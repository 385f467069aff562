// ABOUTME: Training history database operations
// ABOUTME: Append-only per-set log queried per exercise or per user via the ownership chain
//
// SPDX-License-Identifier: MIT OR Apache-2.0
// Copyright (c) 2025 CleberFit

use chrono::NaiveDate;
use sqlx::sqlite::SqliteRow;
use sqlx::Row;

use super::Database;
use crate::errors::{AppError, AppResult};
use crate::models::{HistoryEntry, SetType, UserHistoryEntry, UserId};

impl Database {
    /// List the recorded sets of one exercise, most recent first
    ///
    /// Ties on the training date are broken newest-inserted first.
    ///
    /// # Errors
    ///
    /// Returns an error if the database query fails
    pub async fn list_history_for_exercise(
        &self,
        routine_exercise_id: i64,
    ) -> AppResult<Vec<HistoryEntry>> {
        let rows = sqlx::query(
            r"
            SELECT * FROM history_entries
            WHERE routine_exercise_id = ?1
            ORDER BY recorded_at DESC, id DESC
            ",
        )
        .bind(routine_exercise_id)
        .fetch_all(&self.pool)
        .await
        .map_err(|e| AppError::database(format!("Failed to list exercise history: {e}")))?;

        rows.iter().map(Self::row_to_history_entry).collect()
    }

    /// List every recorded set of a user, joined with the exercise name
    ///
    /// The routine -> routine-exercise ownership chain is the sole path for
    /// this aggregate, so rows of other users can never leak in. Used by the
    /// caller for calendar/heatmap aggregation.
    ///
    /// # Errors
    ///
    /// Returns an error if the database query fails
    pub async fn list_history_for_user(&self, owner: UserId) -> AppResult<Vec<UserHistoryEntry>> {
        let rows = sqlx::query(
            r"
            SELECT h.*, re.exercise_name
            FROM history_entries h
            JOIN routine_exercises re ON h.routine_exercise_id = re.id
            JOIN routines r ON re.routine_id = r.id
            WHERE r.user_id = ?1
            ORDER BY h.recorded_at DESC, h.id DESC
            ",
        )
        .bind(owner)
        .fetch_all(&self.pool)
        .await
        .map_err(|e| AppError::database(format!("Failed to list user history: {e}")))?;

        rows.iter()
            .map(|row| {
                Ok(UserHistoryEntry {
                    entry: Self::row_to_history_entry(row)?,
                    exercise_name: row.get("exercise_name"),
                })
            })
            .collect()
    }

    /// Append one recorded set to the history
    ///
    /// Pure insert; the only validation is referential existence of the
    /// exercise. Entries are never mutated or deleted afterwards.
    ///
    /// # Errors
    ///
    /// Returns `NotFound` if the exercise does not exist, or a database
    /// error if the insert fails.
    pub async fn append_history_entry(
        &self,
        routine_exercise_id: i64,
        weight: f64,
        reps: i64,
        set_type: SetType,
        recorded_at: NaiveDate,
    ) -> AppResult<i64> {
        let result = sqlx::query(
            r"
            INSERT INTO history_entries (routine_exercise_id, weight, reps, set_type, recorded_at)
            VALUES (?1, ?2, ?3, ?4, ?5)
            ",
        )
        .bind(routine_exercise_id)
        .bind(weight)
        .bind(reps)
        .bind(set_type.as_str())
        .bind(recorded_at)
        .execute(&self.pool)
        .await
        .map_err(|e| {
            if e.as_database_error()
                .is_some_and(|db_err| db_err.is_foreign_key_violation())
            {
                AppError::not_found(format!("routine exercise {routine_exercise_id}"))
            } else {
                AppError::database(format!("Failed to append history entry: {e}"))
            }
        })?;

        Ok(result.last_insert_rowid())
    }

    /// Convert a database row to a `HistoryEntry`
    fn row_to_history_entry(row: &SqliteRow) -> AppResult<HistoryEntry> {
        let set_type: String = row.get("set_type");

        Ok(HistoryEntry {
            id: row.get("id"),
            routine_exercise_id: row.get("routine_exercise_id"),
            weight: row.get("weight"),
            reps: row.get("reps"),
            set_type: SetType::from_str_lossy(&set_type),
            recorded_at: row.get("recorded_at"),
        })
    }
}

·····

_Brief_. Find the lines above holding the word "format" and show them.

_Answer for the task_.
        .map_err(|e| AppError::database(format!("Failed to list exercise history: {e}")))?;
        .map_err(|e| AppError::database(format!("Failed to list user history: {e}")))?;
                AppError::not_found(format!("routine exercise {routine_exercise_id}"))
                AppError::database(format!("Failed to append history entry: {e}"))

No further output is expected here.